ACTIVITY:
Exactly as written, restate the material below from its first line through the line containing "use tracing::debug;", and stop there.
+ + +
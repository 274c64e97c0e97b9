//! HTTP client for the signature-computation service
//!
//! One call per method, no client-side retry: retry policy belongs to the job
//! layer. Each call carries its own timeout sized to the operation.

use std::time::Duration;

use reqwest::{Client, Method};
use serde_json::json;
use similarity_shared_config::ComputeConfig;
use tracing::debug;

use crate::error::{ComputeError, ComputeResult};

/// Maximum error body size kept in errors and logs
const MAX_ERROR_BODY_SIZE: usize = 1000;

/// Response from the compute service
#[derive(Debug, Clone, PartialEq, Eq)]
pub struct ComputeResponse {
    pub status: u16,
    pub body: String,
}

impl ComputeResponse {
    /// Turn a 2xx response outside `accepted` into a status error
    pub fn expect_status(self, accepted: &[u16]) -> ComputeResult<Self> {
        if accepted.contains(&self.status) {
            Ok(self)
        } else {
            Err(ComputeError::Status {
                status: self.status,
                body: truncate_error_body(self.body),
            })
        }
    }
}

/// Compute service client with a shared connection pool
///
/// `Clone + Send + Sync`; clones share the same pool.
#[derive(Debug, Clone)]
pub struct ComputeClient {
    http_client: Client,
    config: ComputeConfig,
}

impl ComputeClient {
    /// Create a new client from configuration
    ///
    /// The underlying client has no overall timeout; every call sets its own.
    pub fn new(config: &ComputeConfig) -> ComputeResult<Self> {
        let http_client = Client::builder()
            .connect_timeout(Duration::from_secs(config.connect_timeout_secs))
            .pool_max_idle_per_host(10)
            .pool_idle_timeout(Duration::from_secs(90))
            .tcp_keepalive(Duration::from_secs(60))
            .build()
            .map_err(ComputeError::HttpError)?;

        Ok(Self {
            http_client,
            config: config.clone(),
        })
    }

    /// Get the configuration
    pub fn config(&self) -> &ComputeConfig {
        &self.config
    }

    /// Perform one request. Any non-2xx status is an error.
    pub async fn call(
        &self,
        method: Method,
        path: &str,
        body: Option<&serde_json::Value>,
        timeout: Duration,
    ) -> ComputeResult<ComputeResponse> {
        let url = self.config.endpoint(path);
        debug!(%method, %url, timeout_secs = timeout.as_secs(), "Calling compute service");

        let mut request = self.http_client.request(method, &url).timeout(timeout);
        if let Some(body) = body {
            request = request.json(body);
        }

        let response = request.send().await.map_err(|e| self.classify(e, timeout))?;
        let status = response.status();
        let text = response
            .text()
            .await
            .map_err(|e| self.classify(e, timeout))?;

        if !status.is_success() {
            return Err(ComputeError::Status {
                status: status.as_u16(),
                body: truncate_error_body(text),
            });
        }

        Ok(ComputeResponse {
            status: status.as_u16(),
            body: text,
        })
    }

    /// Ask the service to download and fingerprint an artist's tracks
    pub async fn install_artist(&self, artist_id: &str) -> ComputeResult<ComputeResponse> {
        let body = json!({ "artist_id": artist_id });
        self.call(
            Method::POST,
            "/install/artist",
            Some(&body),
            self.config.install_timeout(),
        )
        .await?
        .expect_status(&[200, 202])
    }

    /// Ask the service to download and fingerprint an album's tracks
    pub async fn install_album(&self, album_id: &str) -> ComputeResult<ComputeResponse> {
        let body = json!({ "album_id": album_id });
        self.call(
            Method::POST,
            "/install/album",
            Some(&body),
            self.config.install_timeout(),
        )
        .await?
        .expect_status(&[200, 202])
    }

    /// Recompute audio signatures for the whole library
    pub async fn set_signatures(&self) -> ComputeResult<ComputeResponse> {
        self.call(
            Method::POST,
            "/signatures/set",
            None,
            self.config.signatures_timeout(),
        )
        .await?
        .expect_status(&[200])
    }

    /// Liveness check
    pub async fn ping(&self) -> ComputeResult<ComputeResponse> {
        self.call(Method::GET, "/ping", None, self.config.ping_timeout())
            .await?
            .expect_status(&[200])
    }

    fn classify(&self, err: reqwest::Error, timeout: Duration) -> ComputeError {
        if err.is_timeout() {
            ComputeError::Timeout(timeout.as_secs())
        } else if err.is_connect() {
            ComputeError::ConnectionRefused(self.config.url.clone())
        } else {
            ComputeError::HttpError(err)
        }
    }
}

/// Truncate error body to prevent memory exhaustion
/// Safely handles UTF-8 boundaries to avoid panics on multi-byte characters
fn truncate_error_body(body: String) -> String {
    if body.len() <= MAX_ERROR_BODY_SIZE {
        return body;
    }

    let truncate_at = body
        .char_indices()
        .map(|(i, _)| i)
        .take_while(|i| *i <= MAX_ERROR_BODY_SIZE)
        .last()
        .unwrap_or(0);

    format!("{}... (truncated)", &body[..truncate_at])
}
+ + +
EXERCISE ANSWER:
repository 274c64e97c0e97b9
//! HTTP client for the signature-computation service
//!
//! One call per method, no client-side retry: retry policy belongs to the job
//! layer. Each call carries its own timeout sized to the operation.

use std::time::Duration;

use reqwest::{Client, Method};
use serde_json::json;
use similarity_shared_config::ComputeConfig;
use tracing::debug;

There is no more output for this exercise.